All textiles react negatively to air pollution, light, extremes of temperature, and humidity. Rapid changes in the environment can cause undue stress for these natural fibers, causing them to expand and contract as they take on moisture if kept in humid conditions, to dry out in high heat. Chemical bonds are broken by the machinations of UV light and chemicals in polluted air. As with other, more traditional, library materials, temperature and humidity should be kept within a steady range if at all possible: 70 (± 5 degrees) degrees Fahrenheit and 50% (± 5%) relative humidity is suggested by most sources. Pre-conditioned silica gel used for the purpose of humidity control should never come into direct contact with textiles.

Textiles should be stored in darkness, and exhibited in dim light with UV filtration. To avoid acid-migration, textiles should not come into contact with wood or cardboard. Acid-free tissue or muslin are often used to shield textiles from harmful lignins.
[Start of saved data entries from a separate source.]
// src/file.rs
// Record Sink: write a batch to CSV/TSV/JSONL/XLSX, and read an escaped export back.

use std::{
    fs::{self, File},
    io::{BufRead, BufReader, BufWriter, Write},
    path::{Path, PathBuf},
};

use rust_xlsxwriter::Workbook;
use tracing::info;

use crate::config::consts::XLSX_SHEET;
use crate::config::options::{ExportFormat, ExportOptions};
use crate::csv;
use crate::error::ExportError;
use crate::store::{Batch, JobRecord};

/// Write `batch` once per requested format. Returns the paths written.
pub fn export_batch(
    batch: &Batch,
    export: &ExportOptions,
    location: Option<&str>,
) -> Result<Vec<PathBuf>, ExportError> {
    let mut written = Vec::with_capacity(export.formats.len());
    for &format in &export.formats {
        let path = export.out_path(location, format);
        write_batch(&path, batch, format)?;
        info!("Saved {} record(s) to {}", batch.len(), path.display());
        written.push(path);
    }
    Ok(written)
}

pub fn write_batch(path: &Path, batch: &Batch, format: ExportFormat) -> Result<(), ExportError> {
    ensure_parent(path)?;
    match format {
        ExportFormat::Csv => write_delimited(path, batch, ','),
        ExportFormat::Tsv => write_delimited(path, batch, '\t'),
        ExportFormat::Jsonl => write_jsonl(path, batch),
        ExportFormat::Xlsx => write_xlsx(path, batch),
    }
}

/// Header row = column union of the batch; cell newlines escaped.
pub fn write_delimited(path: &Path, batch: &Batch, sep: char) -> Result<(), ExportError> {
    let mut out = BufWriter::new(File::create(path)?);
    csv::write_table(&mut out, &batch.to_table(), sep)?;
    out.flush()?;
    Ok(())
}

/// One JSON object per record; real newlines, missing fields as null.
pub fn write_jsonl(path: &Path, batch: &Batch) -> Result<(), ExportError> {
    let mut out = BufWriter::new(File::create(path)?);
    for rec in &batch.records {
        serde_json::to_writer(&mut out, rec)?;
        out.write_all(b"\n")?;
    }
    out.flush()?;
    Ok(())
}

/// One `Jobs` sheet: header row = column union, then one row per record.
/// Cells hold real newlines; missing cells stay blank.
pub fn write_xlsx(path: &Path, batch: &Batch) -> Result<(), ExportError> {
    let table = batch.to_table();
    let mut workbook = Workbook::new();
    let sheet = workbook.add_worksheet();
    sheet.set_name(XLSX_SHEET)?;

    for (col, header) in table.headers.iter().enumerate() {
        sheet.write_string(0, col as u16, header)?;
    }
    for (row, cells) in table.rows.iter().enumerate() {
        for (col, cell) in cells.iter().enumerate() {
            if cell.is_empty() { continue; }
            sheet.write_string(row as u32 + 1, col as u16, cell)?;
        }
    }

    workbook.save(path)?;
    Ok(())
}

/// Read a CSV/TSV export back, restoring escaped newlines.
pub fn read_delimited(path: &Path, sep: char) -> Result<Batch, ExportError> {
    let text = fs::read_to_string(path)?;
    let table = csv::parse_table(&text, sep).ok_or_else(|| ExportError::Malformed {
        path: path.display().to_string(),
        reason: s!("missing header row"),
    })?;
    if !table.headers.iter().any(|h| h == "job_id") {
        return Err(ExportError::Malformed {
            path: path.display().to_string(),
            reason: s!("no job_id column"),
        });
    }
    Ok(Batch::from_table(table))
}

pub fn read_jsonl(path: &Path) -> Result<Batch, ExportError> {
    let reader = BufReader::new(File::open(path)?);
    let mut batch = Batch::default();
    for line in reader.lines() {
        let line = line?;
        if line.trim().is_empty() { continue; }
        let rec: JobRecord = serde_json::from_str(&line)?;
        batch.push(rec);
    }
    Ok(batch)
}

/// Re-emit an escaped CSV/TSV export next to it, once per target format.
/// Returns the paths written.
pub fn convert(src: &Path, targets: &[ExportFormat]) -> Result<Vec<PathBuf>, ExportError> {
    let sep = match src.extension().and_then(|e| e.to_str()) {
        Some(ext) if ext.eq_ignore_ascii_case("tsv") => '\t',
        _ => ',',
    };
    let batch = read_delimited(src, sep)?;

    let mut written = Vec::with_capacity(targets.len());
    for &format in targets {
        let dest = src.with_extension(format.ext());
        if dest == src {
            continue;
        }
        write_batch(&dest, &batch, format)?;
        info!("Converted {} -> {}", src.display(), dest.display());
        written.push(dest);
    }
    Ok(written)
}

fn ensure_parent(path: &Path) -> Result<(), ExportError> {
    if let Some(parent) = path.parent() {
        if !parent.as_os_str().is_empty() {
            ensure_directory(parent)?;
        }
    }
    Ok(())
}

pub fn ensure_directory(dir: &Path) -> Result<(), ExportError> {
    if dir.exists() && !dir.is_dir() {
        return Err(ExportError::NotADirectory(dir.display().to_string()));
    }
    if !dir.exists() { fs::create_dir_all(dir)?; }
    Ok(())
}
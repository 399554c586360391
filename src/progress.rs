// src/progress.rs
/// Lightweight progress reporting used by long-running operations (paging/details).
/// Frontends implement this to surface status to users.
pub trait Progress {
    /// Called at the start with the total number of items (if known).
    fn begin(&mut self, _total: usize) {}

    /// Free-form status line for human eyes.
    fn log(&mut self, _msg: &str) {}

    /// Called when one listing's details were extracted.
    fn item_done(&mut self, _job_id: &str) {}

    /// Called when one listing could not be fetched; the run goes on.
    fn item_failed(&mut self, _job_id: &str, _reason: &str) {}

    /// Called at the end, successful or not.
    fn finish(&mut self) {}
}

/// Prints one status line per item to stderr.
#[derive(Default)]
pub struct ConsoleProgress {
    done: usize,
    failed: usize,
    total: usize,
}

impl Progress for ConsoleProgress {
    fn begin(&mut self, total: usize) {
        self.total = total;
    }
    fn log(&mut self, msg: &str) {
        eprintln!("{msg}");
    }
    fn item_done(&mut self, job_id: &str) {
        self.done += 1;
        eprintln!("Fetched job {} ({}/{})", job_id, self.done + self.failed, self.total);
    }
    fn item_failed(&mut self, job_id: &str, reason: &str) {
        self.failed += 1;
        eprintln!("Failed job {} ({}/{}): {}", job_id, self.done + self.failed, self.total, reason);
    }
    fn finish(&mut self) {
        if self.total == 0 {
            eprintln!("Fetch complete");
        } else {
            eprintln!("Fetch complete ({} ok, {} failed, {} total)", self.done, self.failed, self.total);
        }
    }
}
#![allow(clippy::doc_markdown)] // Allow technical terms like PostgreSQL, SQLx in docs
#![allow(clippy::missing_errors_doc)] // Allow public functions without # Errors sections
#![allow(clippy::must_use_candidate)] // Allow methods without must_use when context is clear

//! # MTI Pipeline
//!
//! Annotates ChEMBL assay descriptions with MeSH terms using the NLM Medical
//! Text Indexer (MTI) batch client, run as LSF job arrays.
//!
//! ## Overview
//!
//! Descriptions are read from PostgreSQL, written to numbered flat files,
//! submitted to the cluster scheduler one job array per directory, checked
//! for jobs that died early, and finally parsed back into an annotation
//! table.
//!
//! ```text
//! assays table ─► write_input_files ─► submit_batch ─► (MTI on LSF)
//!                                                        │
//!      annotation table ◄─ ingest_outputs ◄─ resubmit_failed
//! ```
//!
//! ## Module Organization
//!
//! - [`models`] - Assay and annotation records, description query
//! - [`chunking`] - Input file writer
//! - [`scheduler`] - Job array submission and failure resubmission
//! - [`ingest`] - Output parser and ingestion loop
//! - [`reconcile`] - Input/output assay id comparison
//! - [`database`] - Connection pool, schema setup, annotation store
//! - [`config`] - YAML configuration with environment overrides
//! - [`events`] - Observer interface every component reports through
//! - [`error`] - Structured error handling
//!
//! ## Quick Start
//!
//! ```rust,no_run
//! use mti_pipeline::config::ConfigManager;
//! use mti_pipeline::database::DatabaseConnection;
//! use mti_pipeline::events::TracingObserver;
//! use mti_pipeline::{chunking, models};
//!
//! # async fn example() -> Result<(), Box<dyn std::error::Error>> {
//! let manager = ConfigManager::load()?;
//! let config = manager.config();
//! let db = DatabaseConnection::connect(&config.database).await?;
//!
//! let assays = models::fetch_assay_descriptions(db.pool(), &config.database.source_table, None).await?;
//! chunking::write_input_files(
//!     &assays,
//!     &config.chunking,
//!     &config.mti.inputfiles_root(),
//!     &TracingObserver,
//! )?;
//! # Ok(())
//! # }
//! ```
//!
//! ## Testing
//!
//! ```bash
//! cargo test                                   # Unit and integration tests
//! DATABASE_URL=postgres://... cargo test -- --ignored   # Database-backed tests
//! ```

pub mod chunking;
pub mod config;
pub mod database;
pub mod error;
pub mod events;
pub mod file_layout;
pub mod ingest;
pub mod logging;
pub mod models;
pub mod reconcile;
pub mod scheduler;
pub mod validation;

pub use chunking::{write_input_files, ChunkingSummary};
pub use config::{
    ChunkingConfig, ConfigManager, ConfigurationError, DatabaseConfig, MtiConfig, PipelineConfig,
    SchedulerConfig,
};
pub use error::{PipelineError, Result};
pub use events::{PipelineEvent, PipelineObserver, RecordingObserver, TracingObserver};
pub use ingest::{ingest_outputs, AnnotationSink, IngestSummary, MemoryAnnotationSink};
pub use models::{AnnotationRecord, AssayRecord, SentinelRow};
pub use reconcile::{reconcile, ReconciliationReport};
pub use scheduler::{
    resubmit_failed, submit_batch, CommandRunner, ProcessRunner, RecordingRunner,
    SchedulerCommand,
};
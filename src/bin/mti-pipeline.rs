//! # MTI Pipeline CLI
//!
//! Runs one pipeline step per invocation; the steps are meant to be run in
//! order, with the MTI jobs finishing on the cluster between `submit` and
//! `ingest`.

use anyhow::{bail, Context};
use clap::{Parser, Subcommand};
use std::path::PathBuf;
use std::sync::Arc;

use mti_pipeline::chunking::write_input_files;
use mti_pipeline::config::ConfigManager;
use mti_pipeline::database::{schema, DatabaseConnection, PgAnnotationStore};
use mti_pipeline::events::TracingObserver;
use mti_pipeline::ingest::{ingest_outputs, AnnotationSink, MemoryAnnotationSink};
use mti_pipeline::logging::init_structured_logging;
use mti_pipeline::models::fetch_assay_descriptions;
use mti_pipeline::reconcile::reconcile;
use mti_pipeline::scheduler::{
    resubmit_failed, submit_batch, CommandRunner, ProcessRunner, RecordingRunner,
};
use mti_pipeline::validation::validate_subdir_name;

#[derive(Parser)]
#[command(name = "mti-pipeline")]
#[command(about = "Annotate assay descriptions with MeSH terms through MTI batch jobs")]
#[command(version = env!("CARGO_PKG_VERSION"))]
struct Cli {
    /// Directory containing mti-pipeline.yaml (default: ./config)
    #[arg(short, long, global = true)]
    config_dir: Option<PathBuf>,

    /// Configuration environment (default: MTI_ENV, APP_ENV or development)
    #[arg(short, long, global = true)]
    environment: Option<String>,

    #[command(subcommand)]
    command: Commands,
}

#[derive(Subcommand)]
enum Commands {
    /// Create the annotation table, column comments and indexes
    CreateSchema {
        /// Create the table only
        #[arg(long)]
        skip_indexes: bool,
    },

    /// Query assay descriptions and write MTI input files
    MakeInputs {
        /// SQL predicate appended to the description query
        #[arg(long)]
        condition: Option<String>,

        /// Root of the numbered input directories (default: from configuration)
        #[arg(long)]
        output_root: Option<PathBuf>,
    },

    /// Submit every input file of a subdirectory as one job array
    Submit {
        #[arg(value_parser = parse_subdir)]
        subdir: String,

        /// Print the scheduler command instead of running it
        #[arg(long)]
        dry_run: bool,
    },

    /// Resubmit the jobs of a subdirectory whose output is undersized
    Resubmit {
        #[arg(value_parser = parse_subdir)]
        subdir: String,

        #[arg(long)]
        dry_run: bool,
    },

    /// Insert the output files of a subdirectory into the annotation table
    Ingest {
        #[arg(value_parser = parse_subdir)]
        subdir: String,

        /// Read output files from this directory instead of the configured one
        #[arg(long)]
        dir: Option<PathBuf>,

        /// Parse without touching the database
        #[arg(long)]
        dry_run: bool,
    },

    /// List assay ids of a subdirectory that have no result line
    Reconcile {
        #[arg(value_parser = parse_subdir)]
        subdir: String,
    },

    /// Print the effective configuration with secrets masked
    ShowConfig,
}

fn parse_subdir(value: &str) -> Result<String, String> {
    validate_subdir_name(value)?;
    Ok(value.to_string())
}

fn load_config(cli: &Cli) -> anyhow::Result<Arc<ConfigManager>> {
    let manager = match &cli.environment {
        Some(environment) => {
            ConfigManager::load_from_directory_with_env(cli.config_dir.clone(), environment)
        }
        None => ConfigManager::load_from_directory(cli.config_dir.clone()),
    };
    manager.context("failed to load pipeline configuration")
}

async fn connect(manager: &ConfigManager) -> anyhow::Result<DatabaseConnection> {
    DatabaseConnection::connect(&manager.config().database)
        .await
        .context("failed to connect to the database")
}

fn runner(dry_run: bool) -> Box<dyn CommandRunner> {
    if dry_run {
        Box::new(RecordingRunner::dry_run())
    } else {
        Box::new(ProcessRunner)
    }
}

#[tokio::main]
async fn main() -> anyhow::Result<()> {
    let cli = Cli::parse();
    init_structured_logging();
    let manager = load_config(&cli)?;
    let config = manager.config();
    let observer = TracingObserver;

    match &cli.command {
        Commands::CreateSchema { skip_indexes } => {
            let db = connect(&manager).await?;
            let table = &config.database.annotation_table;

            schema::create_annotation_table(db.pool(), table).await?;
            if !skip_indexes {
                schema::create_annotation_indexes(db.pool(), table).await?;
            }
            db.close().await;
            println!("Created annotation table {table}");
        }

        Commands::MakeInputs {
            condition,
            output_root,
        } => {
            let db = connect(&manager).await?;
            let assays = fetch_assay_descriptions(
                db.pool(),
                &config.database.source_table,
                condition.as_deref(),
            )
            .await?;
            db.close().await;

            let root = output_root
                .clone()
                .unwrap_or_else(|| config.mti.inputfiles_root());
            let summary = write_input_files(&assays, &config.chunking, &root, &observer)?;
            println!(
                "Wrote {} assays to {} files under {}",
                summary.records,
                summary.file_count(),
                root.display()
            );
        }

        Commands::Submit { subdir, dry_run } => {
            let command = submit_batch(
                subdir,
                &config.scheduler,
                &config.mti,
                runner(*dry_run).as_ref(),
                &observer,
            )
            .await?;
            println!("{command}");
        }

        Commands::Resubmit { subdir, dry_run } => {
            match resubmit_failed(
                subdir,
                &config.scheduler,
                &config.mti,
                runner(*dry_run).as_ref(),
                &observer,
            )
            .await?
            {
                Some(command) => println!("{command}"),
                None => println!("No missing files detected in {subdir}"),
            }
        }

        Commands::Ingest {
            subdir,
            dir,
            dry_run,
        } => {
            let outputs = dir.clone().unwrap_or_else(|| config.mti.output_subdir(subdir));

            let summary = if *dry_run {
                ingest_outputs(&outputs, &MemoryAnnotationSink::new(), &observer).await?
            } else {
                let db = connect(&manager).await?;
                let store =
                    PgAnnotationStore::new(db.pool().clone(), &config.database.annotation_table)?;
                let sink: &dyn AnnotationSink = &store;
                let summary = ingest_outputs(&outputs, sink, &observer).await?;
                db.close().await;
                summary
            };

            println!(
                "Ingested {} files: {} annotations, {} sentinels, {} skipped ({} ERROR lines)",
                summary.files,
                summary.annotations,
                summary.sentinels,
                summary.skipped(),
                summary.error_lines
            );
        }

        Commands::Reconcile { subdir } => {
            let report = reconcile(
                &config.mti.input_subdir(subdir),
                &config.mti.output_subdir(subdir),
            )
            .await?;

            println!("{}", serde_json::to_string_pretty(&report)?);
            if !report.is_complete() {
                bail!(
                    "{} of {} assay ids in {subdir} have no result",
                    report.missing.len(),
                    report.expected
                );
            }
        }

        Commands::ShowConfig => {
            println!("environment: {}", manager.environment());
            println!("{}", serde_json::to_string_pretty(&manager.debug_config())?);
        }
    }

    Ok(())
}

#[cfg(test)]
mod tests {
    use super::*;

    #[test]
    fn test_subdir_arguments_are_single_components() {
        for step in ["submit", "resubmit", "ingest", "reconcile"] {
            assert!(Cli::try_parse_from(["mti-pipeline", step, "0001"]).is_ok());
            assert!(Cli::try_parse_from(["mti-pipeline", step, "../0001"]).is_err());
            assert!(Cli::try_parse_from(["mti-pipeline", step, "/tmp"]).is_err());
        }
    }

    #[test]
    fn test_help_is_reported_as_parse_error() {
        let error = Cli::try_parse_from(["mti-pipeline", "--help"]).err().unwrap();

        assert_eq!(error.kind(), clap::error::ErrorKind::DisplayHelp);
    }
}
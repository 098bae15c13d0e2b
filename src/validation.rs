//! Input validation for values that end up interpolated into SQL or shell text.
//!
//! Table names cannot be bound as query parameters, so they are checked
//! against a conservative identifier grammar before use.

use regex::Regex;
use std::sync::OnceLock;

/// Maximum identifier length accepted by PostgreSQL without truncation
const MAX_IDENTIFIER_LENGTH: usize = 63;

fn table_name_pattern() -> &'static Regex {
    static PATTERN: OnceLock<Regex> = OnceLock::new();
    PATTERN.get_or_init(|| {
        Regex::new(r"^[A-Za-z_][A-Za-z0-9_]*(\.[A-Za-z_][A-Za-z0-9_]*)?$")
            .expect("table name pattern is valid")
    })
}

/// Validates a table name, optionally schema-qualified (`schema.table`)
pub fn validate_table_name(name: &str) -> Result<(), String> {
    if name.is_empty() {
        return Err("table name must not be empty".to_string());
    }

    if !table_name_pattern().is_match(name) {
        return Err(format!(
            "'{name}' is not a plain identifier (letters, digits, underscores, one optional schema prefix)"
        ));
    }

    if let Some(part) = name.split('.').find(|part| part.len() > MAX_IDENTIFIER_LENGTH) {
        return Err(format!(
            "identifier '{part}' is longer than {MAX_IDENTIFIER_LENGTH} characters"
        ));
    }

    Ok(())
}

/// Validates a batch subdirectory name such as `0001`
///
/// The name is joined onto the input, output and error roots and ends up in
/// the scheduler's job command, so it must be one plain path component.
pub fn validate_subdir_name(name: &str) -> Result<(), String> {
    if name.is_empty() {
        return Err("subdirectory name must not be empty".to_string());
    }

    if name == "." || name == ".." {
        return Err(format!("'{name}' does not name a subdirectory"));
    }

    if let Some(bad) = name
        .chars()
        .find(|c| !(c.is_ascii_alphanumeric() || matches!(c, '_' | '-' | '.')))
    {
        return Err(format!(
            "subdirectory name '{name}' contains unsupported character {bad:?}"
        ));
    }

    Ok(())
}

#[cfg(test)]
mod tests {
    use super::*;

    #[test]
    fn test_accepts_plain_and_qualified_names() {
        assert!(validate_table_name("assay_mesh_annotations").is_ok());
        assert!(validate_table_name("chembl_21.assays").is_ok());
        assert!(validate_table_name("_scratch").is_ok());
    }

    #[test]
    fn test_rejects_injection_attempts() {
        assert!(validate_table_name("").is_err());
        assert!(validate_table_name("a b").is_err());
        assert!(validate_table_name("results; drop table x").is_err());
        assert!(validate_table_name("1table").is_err());
        assert!(validate_table_name("a.b.c").is_err());
        assert!(validate_table_name("quoted\"name").is_err());
    }

    #[test]
    fn test_rejects_overlong_identifier() {
        let long = "a".repeat(MAX_IDENTIFIER_LENGTH + 1);
        assert!(validate_table_name(&long).is_err());
        assert!(validate_table_name(&format!("schema.{long}")).is_err());
    }

    #[test]
    fn test_subdir_names() {
        assert!(validate_subdir_name("0001").is_ok());
        assert!(validate_subdir_name("00011").is_ok());
        assert!(validate_subdir_name("batch_2.retry").is_ok());

        assert!(validate_subdir_name("").is_err());
        assert!(validate_subdir_name("..").is_err());
        assert!(validate_subdir_name("0001/../etc").is_err());
        assert!(validate_subdir_name("0001 0002").is_err());
        assert!(validate_subdir_name("$(id)").is_err());
    }
}
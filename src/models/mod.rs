pub mod annotation_record;
pub mod assay_record;

pub use annotation_record::{
    AnnotationRecord, AnnotationRow, SentinelRow, NOT_APPLICABLE_DESCRIPTOR, NO_TERMS_SUGGESTED,
};
pub use assay_record::{build_description_query, fetch_assay_descriptions, AssayRecord};
//! # Result Ingestion
//!
//! Reads the pipe-delimited files MTI writes for each job array member and
//! stores one row per suggested term, or a sentinel row when MTI suggested
//! nothing for an assay.

pub mod ingestor;
pub mod parser;
pub mod sink;

pub use ingestor::{ingest_outputs, IngestSummary};
pub use parser::{parse_output_line, ParsedLine, EMPTY_RESULT_MARKER};
pub use sink::{AnnotationSink, MemoryAnnotationSink};
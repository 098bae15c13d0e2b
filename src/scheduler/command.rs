use std::fmt;
use std::path::Path;

use crate::config::{unexpanded_placeholder, ConfigurationError, MtiConfig, SchedulerConfig};
use crate::error::{PipelineError, Result};

/// Shell variable holding the array member's index inside a running job
pub const JOB_INDEX_VARIABLE: &str = "LSB_JOBINDEX";

/// At most one array member runs at a time; the MTI service slows down
/// badly with more than two or three concurrent batches.
pub const MAX_CONCURRENT_JOBS: u32 = 1;

/// Which members of a job array to run
#[derive(Debug, Clone, PartialEq, Eq)]
pub enum JobArraySpec {
    Range { first: u32, last: u32 },
    Indices(Vec<u32>),
}

impl JobArraySpec {
    /// True when the spec selects no array member
    pub fn is_empty(&self) -> bool {
        match self {
            JobArraySpec::Range { first, last } => first > last,
            JobArraySpec::Indices(indices) => indices.is_empty(),
        }
    }
}

impl fmt::Display for JobArraySpec {
    fn fmt(&self, f: &mut fmt::Formatter<'_>) -> fmt::Result {
        match self {
            JobArraySpec::Range { first, last } => write!(f, "{first}-{last}"),
            JobArraySpec::Indices(indices) => {
                let joined = indices
                    .iter()
                    .map(u32::to_string)
                    .collect::<Vec<_>>()
                    .join(",");
                f.write_str(&joined)
            }
        }
    }
}

/// A path with the array index spliced in between `prefix` and `suffix`
#[derive(Debug, Clone, PartialEq, Eq)]
pub struct PathTemplate {
    prefix: String,
    suffix: String,
}

impl PathTemplate {
    pub fn new(dir: &Path, file_prefix: &str, suffix: &str) -> Self {
        Self {
            prefix: dir.join(file_prefix).to_string_lossy().into_owned(),
            suffix: suffix.to_string(),
        }
    }

    /// Form understood by the scheduler's `-o`/`-e` options (`%I` token)
    pub fn scheduler_form(&self) -> String {
        format!("{}%I{}", self.prefix, self.suffix)
    }

    /// Form for the job's shell, with the literal parts quoted
    pub fn shell_form(&self) -> String {
        let mut rendered = shell_words::quote(&self.prefix).into_owned();
        rendered.push_str(&format!("${{{JOB_INDEX_VARIABLE}}}"));
        if !self.suffix.is_empty() {
            rendered.push_str(&shell_words::quote(&self.suffix));
        }
        rendered
    }
}

/// A scheduler invocation as a program plus explicit argument vector
#[derive(Debug, Clone, PartialEq, Eq)]
pub struct SchedulerCommand {
    pub program: String,
    pub args: Vec<String>,
    pub job_spec: JobArraySpec,
}

impl fmt::Display for SchedulerCommand {
    fn fmt(&self, f: &mut fmt::Formatter<'_>) -> fmt::Result {
        let words = std::iter::once(&self.program).chain(self.args.iter());
        f.write_str(&shell_words::join(words))
    }
}

/// Build the job-array submission for one input subdirectory
///
/// Equivalent to
///
/// ```text
/// bsub -J "myArray[1-99]%1" -e <errors>/errors%J_%I -o <outputs>/output%I \
///   "<mti_root>/run.sh GenericBatchUser --email <email> --singleLinePMID \
///    <inputs>/input${LSB_JOBINDEX}.txt > <outputs>/output${LSB_JOBINDEX}"
/// ```
pub fn build_job_array_command(
    job_spec: JobArraySpec,
    subdir: &str,
    scheduler: &SchedulerConfig,
    mti: &MtiConfig,
) -> Result<SchedulerCommand> {
    if mti.email.trim().is_empty() {
        return Err(PipelineError::validation(
            "mti.email is required by the MTI batch service",
        ));
    }
    if let Some(variable) = unexpanded_placeholder(&mti.email) {
        return Err(
            ConfigurationError::environment_variable_error(variable, "mti.email is unset").into(),
        );
    }
    if job_spec.is_empty() {
        return Err(PipelineError::validation("job array must contain at least one index"));
    }

    let output_dir = mti.output_subdir(subdir);
    let error_log = PathTemplate::new(&mti.error_subdir(subdir), "errors%J_", "");
    let output_log = PathTemplate::new(&output_dir, "output", "");
    let input_file = PathTemplate::new(&mti.input_subdir(subdir), "input", ".txt");

    let run_script = mti.run_script().to_string_lossy().into_owned();
    let job_command = format!(
        "{} {} > {}",
        shell_words::join([
            run_script.as_str(),
            "GenericBatchUser",
            "--email",
            mti.email.as_str(),
            "--singleLinePMID",
        ]),
        input_file.shell_form(),
        output_log.shell_form(),
    );

    Ok(SchedulerCommand {
        program: scheduler.program.clone(),
        args: vec![
            "-J".to_string(),
            format!("{}[{job_spec}]%{MAX_CONCURRENT_JOBS}", scheduler.job_name),
            "-e".to_string(),
            error_log.scheduler_form(),
            "-o".to_string(),
            output_log.scheduler_form(),
            job_command,
        ],
        job_spec,
    })
}
use mti_pipeline::models::AssayRecord;
use proptest::prelude::*;

/// Descriptions as ChEMBL writes them: words, punctuation, the odd typo
pub fn description_strategy() -> impl Strategy<Value = String> {
    prop_oneof![
        "[A-Za-z0-9 ,;:()%-]{1,80}",
        Just("Inhibition of human prostrate cancer cell line".to_string()),
        Just("Prostrate specific antigen binding".to_string()),
        Just("Activity at rat prostate".to_string()),
    ]
}

/// Records with unique ascending ids
pub fn assay_records_strategy(max_len: usize) -> impl Strategy<Value = Vec<AssayRecord>> {
    prop::collection::vec(description_strategy(), 0..=max_len).prop_map(|descriptions| {
        descriptions
            .into_iter()
            .enumerate()
            .map(|(offset, description)| AssayRecord::new(offset as i64 + 1, description))
            .collect()
    })
}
Storage options for textiles are manifold. Small items, such as locks of hair, fragments of cloth, or lace can be stored flat, sandwiched between sheets of tissue or encapsulated in mylar. Larger items tend to deteriorate at points of stress, due to folding or gravity pulling the fibers from one another. Finch and Putnam recommend rolling on plastic tubing or covered cardboard, or shaping over dummies. Clothing is often stored or shaped around specially created forms that support the textile fully while it is displayed or even hanged.